» **WHAT IS BEING ASKED**:
Find every line below with the word "EnvFilter" in it, and copy each one.
(RECORDS FOR THIS EXERCISE Opens)
//! Error handling helpers
//!
//! Geometry never fails; only file I/O (settings, logs) produces errors.

use anyhow::Context;
use std::path::Path;

pub type ShowDistResult<T> = anyhow::Result<T>;

/// Attach the operation and path to an I/O style error
pub trait FileContext<T> {
    fn with_file_context(self, operation: &str, path: &Path) -> ShowDistResult<T>;
}

impl<T, E> FileContext<T> for Result<T, E>
where
    E: std::error::Error + Send + Sync + 'static,
{
    fn with_file_context(self, operation: &str, path: &Path) -> ShowDistResult<T> {
        self.with_context(|| format!("Failed to {} {}", operation, path.display()))
    }
}
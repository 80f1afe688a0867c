//! Extension lifecycle
//!
//! Watches for glyph views opening and closing. Each opened view gets its
//! own [`DisplayAdapter`]; closing the view drops the adapter, which in turn
//! releases all of its subscriptions.

use std::cell::RefCell;
use std::collections::HashMap;
use std::rc::Rc;
use tracing::{debug, info, warn};

use super::display_adapter::{DisplayAdapter, WidgetHost};
use super::events::{EventKind, HostEvent, ViewId};
use super::notifications::{NotificationBus, Subscription};
use crate::core::config::ShowDistSettings;

struct ExtensionState {
    bus: NotificationBus,
    host: Box<dyn WidgetHost>,
    settings: ShowDistSettings,
    adapters: HashMap<ViewId, DisplayAdapter>,
}

impl ExtensionState {
    fn view_opened(&mut self, view: ViewId) {
        if self.adapters.contains_key(&view) {
            warn!("{:?} opened twice; keeping the existing display", view);
            return;
        }
        let adapter = DisplayAdapter::attach(&self.bus, self.host.as_mut(), view, &self.settings);
        self.adapters.insert(view, adapter);
        debug!("Showing distances in {:?}", view);
    }

    fn view_closed(&mut self, view: ViewId) {
        if self.adapters.remove(&view).is_some() {
            debug!("Stopped showing distances in {:?}", view);
        }
    }
}

/// Top-level extension object, alive for as long as the host keeps it
pub struct ShowDistExtension {
    state: Rc<RefCell<ExtensionState>>,
    _subscriptions: Vec<Subscription>,
}

impl ShowDistExtension {
    pub fn new(bus: &NotificationBus, host: Box<dyn WidgetHost>, settings: ShowDistSettings) -> Self {
        let state = Rc::new(RefCell::new(ExtensionState {
            bus: bus.clone(),
            host,
            settings,
            adapters: HashMap::new(),
        }));

        let opened = {
            let state = Rc::clone(&state);
            bus.subscribe(EventKind::ViewOpened, move |event: &HostEvent<'_>| {
                state.borrow_mut().view_opened(event.view)
            })
        };
        let closed = {
            let state = Rc::clone(&state);
            bus.subscribe(EventKind::ViewClosed, move |event: &HostEvent<'_>| {
                state.borrow_mut().view_closed(event.view)
            })
        };

        info!("Distance display extension started");
        Self {
            state,
            _subscriptions: vec![opened, closed],
        }
    }

    /// Views that currently have a display
    pub fn views(&self) -> Vec<ViewId> {
        let mut views: Vec<_> = self.state.borrow().adapters.keys().copied().collect();
        views.sort();
        views
    }

    /// Text currently shown in `view`
    pub fn text_for(&self, view: ViewId) -> Option<String> {
        self.state.borrow().adapters.get(&view).map(DisplayAdapter::text)
    }
}

impl Drop for ShowDistExtension {
    fn drop(&mut self) {
        // Adapters hold subscriptions of their own; release them with the
        // extension rather than waiting for every view to close.
        let adapters = std::mem::take(&mut self.state.borrow_mut().adapters);
        drop(adapters);
        info!("Distance display extension stopped");
    }
}
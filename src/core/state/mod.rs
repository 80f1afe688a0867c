//! Outline state handed over by the host editor.

pub mod contour;
pub mod ufo_point;

pub use contour::{ContourData, GlyphData};
pub use ufo_point::{PointData, UfoPointType};
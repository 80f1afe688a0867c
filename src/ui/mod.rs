//! User interface modules for the distance display

pub mod panes;

// Re-export commonly used items
pub use panes::format_selection;
//! UFO format conversion utilities
//!
//! Converts norad glyph outlines into the plain data the distance display
//! works on. This is the adapter layer between a norad-based host and the
//! geometry code.

use crate::core::state::{ContourData, GlyphData, PointData, UfoPointType};

impl GlyphData {
    /// Convert from a norad glyph; components are ignored
    pub fn from_norad_glyph(norad_glyph: &norad::Glyph) -> Self {
        let contours = norad_glyph
            .contours
            .iter()
            .map(ContourData::from_norad_contour)
            .collect();

        Self {
            name: norad_glyph.name().to_string(),
            contours,
        }
    }
}

impl ContourData {
    pub fn from_norad_contour(norad_contour: &norad::Contour) -> Self {
        let points = norad_contour
            .points
            .iter()
            .map(PointData::from_norad_point)
            .collect();

        Self { points }
    }
}

impl PointData {
    pub fn from_norad_point(norad_point: &norad::ContourPoint) -> Self {
        Self {
            x: norad_point.x,
            y: norad_point.y,
            point_type: UfoPointType::from_norad_point_type(&norad_point.typ),
        }
    }
}

impl UfoPointType {
    pub fn from_norad_point_type(norad_type: &norad::PointType) -> Self {
        match norad_type {
            norad::PointType::Move => UfoPointType::Move,
            norad::PointType::Line => UfoPointType::Line,
            norad::PointType::OffCurve => UfoPointType::OffCurve,
            norad::PointType::Curve => UfoPointType::Curve,
            norad::PointType::QCurve => UfoPointType::QCurve,
        }
    }
}

#[cfg(test)]
mod tests {
    use super::*;

    fn norad_point(x: f64, y: f64, typ: norad::PointType) -> norad::ContourPoint {
        norad::ContourPoint::new(x, y, typ, false, None, None)
    }

    #[test]
    fn glyph_from_norad_keeps_point_types() {
        let mut glyph = norad::Glyph::new("n");
        glyph.contours.push(norad::Contour::new(
            vec![
                norad_point(0.0, 0.0, norad::PointType::Curve),
                norad_point(0.0, 55.0, norad::PointType::OffCurve),
                norad_point(45.0, 100.0, norad::PointType::OffCurve),
                norad_point(100.0, 100.0, norad::PointType::Curve),
            ],
            None,
        ));

        let data = GlyphData::from_norad_glyph(&glyph);
        assert_eq!(data.name, "n");
        assert_eq!(data.contours.len(), 1);
        assert_eq!(data.contours[0].points[1], PointData::off_curve(0.0, 55.0));
        assert!(data.contours[0].points[3].is_anchor());
    }

    #[test]
    fn contour_from_norad_maps_every_point_type() {
        let contour = norad::Contour::new(
            vec![
                norad_point(0.0, 0.0, norad::PointType::Move),
                norad_point(10.0, 0.0, norad::PointType::Line),
                norad_point(15.0, 2.0, norad::PointType::OffCurve),
                norad_point(20.0, 5.0, norad::PointType::QCurve),
                norad_point(30.0, 5.0, norad::PointType::Curve),
            ],
            None,
        );

        let data = ContourData::from_norad_contour(&contour);
        assert_eq!(
            data,
            ContourData::new(vec![
                PointData::move_to(0.0, 0.0),
                PointData::line_to(10.0, 0.0),
                PointData::off_curve(15.0, 2.0),
                PointData::qcurve_to(20.0, 5.0),
                PointData::curve_to(30.0, 5.0),
            ])
        );
    }
}
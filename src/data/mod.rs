//! Conversion from UFO data handed over by a norad-based host

pub mod conversions;
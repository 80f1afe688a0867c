//! Editing Functionality
//!
//! Selection handling for points of the current glyph.

pub mod selection;

pub use selection::{PointRef, SelectedPoint, Selection};
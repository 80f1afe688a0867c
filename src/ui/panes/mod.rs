//! Text panes shown inside a glyph view

pub mod distance_pane;

pub use distance_pane::{format_multi_point, format_selection, format_single_point};
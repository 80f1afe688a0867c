//! Logging setup
//!
//! Console output through `tracing-subscriber`, plus an optional log file in
//! ~/.config/showdist/logs/ written by `tracing-appender`.

use anyhow::anyhow;
use std::fs;
use std::path::PathBuf;
use tracing_subscriber::layer::SubscriberExt;
use tracing_subscriber::util::SubscriberInitExt;
use tracing_subscriber::{fmt, EnvFilter};

use crate::core::config::{ConfigFile, LoggingSettings};
use crate::core::errors::{FileContext, ShowDistResult};

/// Get the path to the logs directory
pub fn logs_dir() -> PathBuf {
    ConfigFile::config_dir().join("logs")
}

/// File name of today's log
pub fn current_log_file_name() -> String {
    let timestamp = chrono::Utc::now().format("%Y-%m-%d");
    format!("showdist-{}.log", timestamp)
}

/// Get the path to the current log file
pub fn current_log_file() -> PathBuf {
    logs_dir().join(current_log_file_name())
}

/// Initialize the logs directory
pub fn initialize_logs_directory() -> ShowDistResult<()> {
    let logs_dir = logs_dir();
    fs::create_dir_all(&logs_dir).with_file_context("create", &logs_dir)?;
    Ok(())
}

/// Filter from `RUST_LOG`, falling back to the configured directive
pub fn build_filter(settings: &LoggingSettings) -> EnvFilter {
    EnvFilter::try_from_default_env().unwrap_or_else(|_| EnvFilter::new(&settings.filter))
}

/// Install the global subscriber.
///
/// Fails if a global subscriber is already set, e.g. by the host.
pub fn init_logging(settings: &LoggingSettings) -> ShowDistResult<()> {
    let file_layer = if settings.log_to_file {
        initialize_logs_directory()?;
        let appender = tracing_appender::rolling::never(logs_dir(), current_log_file_name());
        Some(fmt::layer().with_ansi(false).with_writer(appender))
    } else {
        None
    };

    tracing_subscriber::registry()
        .with(build_filter(settings))
        .with(fmt::layer().with_target(false))
        .with(file_layer)
        .try_init()
        .map_err(|e| anyhow!("Failed to install log subscriber: {e}"))?;

    if settings.log_to_file {
        tracing::info!("Logging to {:?}", current_log_file());
    }
    Ok(())
}
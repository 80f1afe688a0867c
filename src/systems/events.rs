//! Host editor notifications
//!
//! Every event names the glyph view it originated from. Events that carry
//! outline data borrow the host's glyph and selection for the duration of
//! the dispatch only.

use crate::core::state::GlyphData;
use crate::editing::selection::Selection;

/// Identity of a glyph view in the host editor
#[derive(Debug, Clone, Copy, PartialEq, Eq, PartialOrd, Ord, Hash)]
pub struct ViewId(pub u64);

/// Kinds of notification the host can emit
#[derive(Debug, Clone, Copy, PartialEq, Eq, Hash)]
pub enum EventKind {
    SelectionChanged,
    /// Mouse released after a click or drag
    PointerUp,
    /// Pointer dragged; points may be moving
    PointerDrag,
    /// Key press such as select-all
    KeyPress,
    /// The view switched to another glyph
    GlyphChanged,
    ViewOpened,
    ViewClosed,
}

impl EventKind {
    /// Events after which the selection text must be recomputed
    pub const SELECTION_UPDATES: [EventKind; 5] = [
        EventKind::SelectionChanged,
        EventKind::PointerUp,
        EventKind::PointerDrag,
        EventKind::KeyPress,
        EventKind::GlyphChanged,
    ];
}

/// A notification as delivered by the host
#[derive(Debug, Clone, Copy)]
pub struct HostEvent<'a> {
    pub kind: EventKind,
    pub view: ViewId,
    pub glyph: Option<&'a GlyphData>,
    pub selection: Option<&'a Selection>,
}

impl<'a> HostEvent<'a> {
    pub fn new(kind: EventKind, view: ViewId) -> Self {
        Self {
            kind,
            view,
            glyph: None,
            selection: None,
        }
    }

    pub fn selection_changed(view: ViewId, glyph: &'a GlyphData, selection: &'a Selection) -> Self {
        Self::new(EventKind::SelectionChanged, view).with_glyph(glyph, selection)
    }

    pub fn view_opened(view: ViewId) -> Self {
        Self::new(EventKind::ViewOpened, view)
    }

    pub fn view_closed(view: ViewId) -> Self {
        Self::new(EventKind::ViewClosed, view)
    }

    pub fn with_glyph(mut self, glyph: &'a GlyphData, selection: &'a Selection) -> Self {
        self.glyph = Some(glyph);
        self.selection = Some(selection);
        self
    }
}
(RECORDS FOR THIS EXERCISE Closes)
» **EXERCISE RESULT**:
use tracing_subscriber::{fmt, EnvFilter};
pub fn build_filter(settings: &LoggingSettings) -> EnvFilter {
    EnvFilter::try_from_default_env().unwrap_or_else(|_| EnvFilter::new(&settings.filter))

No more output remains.